Importa-nos notar as evidências a respeito de uma associação entre agentes do estado para, no lugar de defender a ordem jurídica, o regime democrático e os direitos individuais dos investigados e acusados, colocar as instituições – Ministério Público e Justiça – a serviço de interesses políticos.
Articularam-se para manipular dados da investigação contra o ex-presidente Lula e outros acusados. Uniram-se para, mediante artifícios, burlar a evidente ausência probatória e influenciar a sociedade a favor de seus anseios particulares. Violaram, assim, de modo incontroverso, princípios relativos à imparcialidade do juiz, ao juiz natural, ao devido processo, à ampla defesa e ao contraditório.
Moviam-se os conspiradores para impedir a vitória de Haddad. Receavam que uma entrevista de Lula poderia favorecê-lo. Confabulavam sobre o “timing” da divulgação criminosa dos áudios de Lula e Dilma para interferir no processo político. Receavam a vitória do PT e utilizavam do poder que detinham como agentes públicos para que a direita, ou a extrema-direita, ganhassem as eleições.
Importam, pois, os aspectos políticos que mudaram a História do país. Um grupo de agentes públicos, utilizando o poder que os cargos lhes conferiam, traindo de forma vergonhosa, abjeta, as obrigações mais elementares a que estavam sujeitos, agiram para interferir ilicitamente no processo político, criar as condições para o impedimento da presidenta que fora legitimamente eleita pelo voto de 54 milhões de cidadãos, condenar e prender um ex-presidente da República que por acaso era o candidato favorito às eleições, à frente em todas as pesquisas, e ao fim e ao cabo, criaram as condições para o caos político e institucional que vivemos.
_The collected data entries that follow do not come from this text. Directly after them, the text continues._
/// The precedence of an operator. Higher values bind tighter.
#[derive(Debug, Clone, Copy, PartialEq, Eq, PartialOrd, Ord)]
pub struct Precedence(u64);

impl Precedence {
  pub const MIN: Precedence = Precedence(0);

  /// Internally, we store an operator's precedence as ten times the
  /// input value, so that we can increment to represent
  /// associativity.
  ///
  /// For example, if `#` is a left-associative operator with
  /// (internal) precedence value `p`, then its left-hand side is also
  /// at precedence value `p`, while its right-hand side is at
  /// precedence value `p + 1`, so that a second `#` on the right
  /// does not bind into the right-hand operand.
  ///
  /// Use [`from_raw`](Precedence::from_raw) to bypass the
  /// multiplication and construct a `Precedence` value directly.
  pub const fn new(n: u64) -> Precedence {
    Precedence(n * 10)
  }

  pub const fn from_raw(n: u64) -> Precedence {
    Precedence(n)
  }

  pub const fn incremented(self) -> Precedence {
    Precedence(self.0 + 1)
  }
}
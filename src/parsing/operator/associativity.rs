
/// The associativity of an infix operator.
#[derive(Debug, Clone, Copy, PartialEq, Eq)]
pub struct Associativity {
  left_assoc: bool,
}

impl Associativity {
  /// Indicates an operator which associates to the left, so that
  /// `a - b - c` is `(a - b) - c`.
  pub const LEFT: Associativity = Associativity {
    left_assoc: true,
  };
  /// Indicates an operator which associate to the right, so that
  /// `a ^ b ^ c` is `a ^ (b ^ c)`.
  pub const RIGHT: Associativity = Associativity {
    left_assoc: false,
  };
  pub const fn is_left_assoc(self) -> bool {
    self.left_assoc
  }
  pub const fn is_right_assoc(self) -> bool {
    !self.left_assoc
  }
}
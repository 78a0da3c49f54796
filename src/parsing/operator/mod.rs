
mod precedence;
mod associativity;
mod fixity;
pub mod table;

pub use precedence::Precedence;
pub use associativity::Associativity;
pub use fixity::{Fixity, Arity};

use crate::number::{Number, ArithmeticError};

use std::fmt::{self, Display, Formatter};

/// The operators understood by the evaluators. Each carries its
/// token, precedence, and fixity as fixed data; see
/// [`table`] for lookup by token.
#[derive(Debug, Clone, Copy, PartialEq, Eq, Hash)]
pub enum Operator {
  Plus,
  Minus,
  Multiply,
  Divide,
  Power,
  UnaryMinus,
}

/// The arguments an operator is applied to.
#[derive(Debug, Clone, Copy, PartialEq)]
pub enum Operands {
  Unary(Number),
  Binary(Number, Number),
}

impl Operator {
  /// The token of the operator, as written in expressions.
  pub fn token(self) -> &'static str {
    match self {
      Operator::Plus => "+",
      Operator::Minus | Operator::UnaryMinus => "-",
      Operator::Multiply => "*",
      Operator::Divide => "/",
      Operator::Power => "^",
    }
  }

  // Unary minus binds tighter than `+ -` and looser than `* /`, so
  // that `-2*3` negates the product and `-2+3` negates only the 2.
  pub fn precedence(self) -> Precedence {
    match self {
      Operator::Plus | Operator::Minus => Precedence::new(3),
      Operator::UnaryMinus => Precedence::new(4),
      Operator::Multiply | Operator::Divide => Precedence::new(5),
      Operator::Power => Precedence::new(6),
    }
  }

  pub fn fixity(self) -> Fixity {
    match self {
      Operator::Plus | Operator::Minus | Operator::Multiply | Operator::Divide =>
        Fixity::Infix(Associativity::LEFT),
      Operator::Power => Fixity::Infix(Associativity::RIGHT),
      Operator::UnaryMinus => Fixity::Prefix,
    }
  }

  pub fn arity(self) -> Arity {
    self.fixity().arity()
  }

  pub fn associativity(self) -> Option<Associativity> {
    self.fixity().associativity()
  }

  /// Evaluates the operator on the given operands. Fails if the
  /// operands don't match the operator's arity, or if the arithmetic
  /// itself fails.
  pub fn apply(self, operands: Operands) -> Result<Number, ArithmeticError> {
    match (self, operands) {
      (Operator::Plus, Operands::Binary(a, b)) => Ok(a + b),
      (Operator::Minus, Operands::Binary(a, b)) => Ok(a - b),
      (Operator::Multiply, Operands::Binary(a, b)) => Ok(a * b),
      (Operator::Divide, Operands::Binary(a, b)) => a.try_div(b),
      (Operator::Power, Operands::Binary(a, b)) => a.try_pow(b),
      (Operator::UnaryMinus, Operands::Unary(a)) => Ok(-a),
      (op, operands) => Err(ArithmeticError::OperandCount {
        operator: op.token(),
        expected: op.arity().operand_count(),
        actual: operands.len(),
      }),
    }
  }

  /// Whether `self`, sitting on top of the shunting yard's operator
  /// stack, must be applied before `incoming` is pushed.
  ///
  /// A prefix operator arrives where an operand is expected, so an
  /// incoming unary operator never forces a reduction. A unary `self`
  /// is applied before any binary operator that does not bind
  /// strictly tighter. Between two binary operators, `self` goes
  /// first if it binds tighter, or binds equally and associates to
  /// the left.
  pub fn outranks(self, incoming: Operator) -> bool {
    match (self.fixity(), incoming.fixity()) {
      (_, Fixity::Prefix) => false,
      (Fixity::Prefix, Fixity::Infix(_)) => incoming.precedence() <= self.precedence(),
      (Fixity::Infix(assoc), Fixity::Infix(_)) => {
        self.precedence() > incoming.precedence() ||
          (self.precedence() == incoming.precedence() && assoc.is_left_assoc())
      }
    }
  }
}

impl Operands {
  #[allow(clippy::len_without_is_empty)] // Operands are never empty
  pub fn len(&self) -> usize {
    match self {
      Operands::Unary(_) => 1,
      Operands::Binary(_, _) => 2,
    }
  }
}

impl Display for Operator {
  fn fmt(&self, f: &mut Formatter<'_>) -> fmt::Result {
    write!(f, "{}", self.token())
  }
}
Em síntese: vimos agora as provas, diretas e irrefutáveis, de uma conspiração que destruiu o Estado de Direito no Brasil. Que fez do regime político em que estamos estado de exceção. Que manipulou a opinião pública para fraudar as eleições. Que, com essa manipulação, criou as condições para que tivéssemos na presidência da República um homem notoriamente despreparado que está destruindo o que podíamos ter de sociedade democrática e transformando o país em selvagem terra de ninguém, um faroeste sem lei e sem regras.
Importante, dizer, no entanto, que já havia provas suficientes deste imoral e ilegal conluio antes mesmo da revelação do já histórico trabalho jornalístico do The Intercept. As autoridades brasileiras preferiram, como se diz em linguagem da internet, “passar o pano”. O mérito das revelações é que isto, agora, é grande demais para as instituições abafarem, o rei está nu.
Disto tudo resultam questões políticas tremendas. A necessidade de imediata demissão de Sergio Moro, sob cujo comando serão efetuadas as investigações. A ilegitimidade do mandato presidencial e de mandatos do Congresso Nacional, eleitos em solares violações da ordem democrática, do turvamento da vontade popular, da manipulação dos grandes órgãos de imprensa, das máfias das poucas “famiglie” que controlam a comunicação no país e direcionam a opinião pública.
Os tresloucados da Lava Jato foram, na verdade, o braço armado, armado de letais, devastadoras canetas, de uma conspiração em que, de um modo ou de outro, grande parte da elite brasileira esteve envolvida. Nada conseguiriam os rapazes se não houvesse um concerto de vontades, se não houvessem poderosos interesses que deveriam prevalecer a qualquer custo, ao preço da destruição da democracia, ao preço da violação sistemática da Constituição ao ponto de ser transformada em letra morta, ao preço da aniquilação de direitos dos trabalhadores e dos que estão na parte mais baixa da pirâmide social. Eles foram os que fizeram o trabalho sujo, que, usando uma palavra mais elegante, enfiaram a mão na lama.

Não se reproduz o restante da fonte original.